More writers than not balk at the idea of becoming savvy social networkers. They see this activity as a time sink or a waste of time. Some don’t even want to try, while others are only willing to set up a Facebook account. They don’t realize the Internet provides one of the easiest ways to build an author’s platform, and social networking sites offer a prime place to do so. In fact, social networking has become a must for aspiring authors.
The three most important sites for authors are:
Facebook provides a great place to gain potential readers from old friends, professionals, like-minded people, and a variety of people from around the globe. This site started out as a place to post status updates but has become much more. People share everything from blog posts to photos to articles to videos. While a general account is a great thing, eventually you’ll want to switch over to a Facebook page or Fan page. A general account only allows you to have 5,000 followers or friends. Pages allow you many more and you can behave in a much more promotional manner with your messages, because they are meant for businesses.

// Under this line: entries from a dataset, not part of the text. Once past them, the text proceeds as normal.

//! nxevent-io: File, process and rank level machinery for nxevent.
//!
//! This crate reads `NXevent_data` banks through HDF5, redistributes events
//! across cooperating ranks ([`EventParser`]) or across worker processes
//! staging into shared memory ([`MultiProcessEventLoader`]), and exposes
//! the [`EventLoader`] façade selecting between the two.
//!

pub mod comm;
mod error;
pub mod fill;
pub mod loader;
pub mod multiprocess;
pub mod nexus;
pub mod parser;
pub mod pool;
pub mod shmem;
pub mod synthetic;

pub use comm::{Communicator, LocalCommunicator, WireEvent};
pub use error::{Error, Result};
pub use fill::FillStrategy;
pub use loader::{EventLoader, EventLoaderConfig};
pub use multiprocess::{MultiProcessConfig, MultiProcessEventLoader, WorkerArgs};
pub use nexus::{
    bank_sizes, make_any_event_id_to_bank_map, NXEventDataLoader, NXEventDataSource,
    NumericKind, TimeOffset,
};
pub use parser::EventParser;
pub use shmem::{EventsListsShmemManager, EventsListsShmemStorage};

LinkedIn provides a more professional feel and a way to connect to other people doing business-relate things through LinkedIn groups. This site was set up for on-line professional networking. As you get involved in groups, you also can let people know about your expertise, which lets them know about your forthcoming books or your website and services. Also, connecting to professionals, provides a great way to offer services, obtain speaking engagements, and connect with other experts. You can now post status updates here as well, and you can share links, etc. This site has become less about professional networking over the years, but this remains its primary focus.
Twitter, much like Facebook, started out as a way to post a status update but has quickly evolved into a way to have a conversation and to offer great information on a variety of topics via links. In this way, you can gain “tweeple” (followers or potential readers). This site has a bit of a learning curve, but can be useful not only for connecting with potential readers but also for getting answers to questions, letting people know about upcoming events, etc. It works much like Facebook, but your postings must be 140 characters or less.
If you aren’t already using one or more of these social networking sites, today simply go check them out. Maybe set up an account. Post something! Get your feet wet, so to speak.Discover that they aren’t as scary or hard to use as you thought. Actually, they are sort of fun.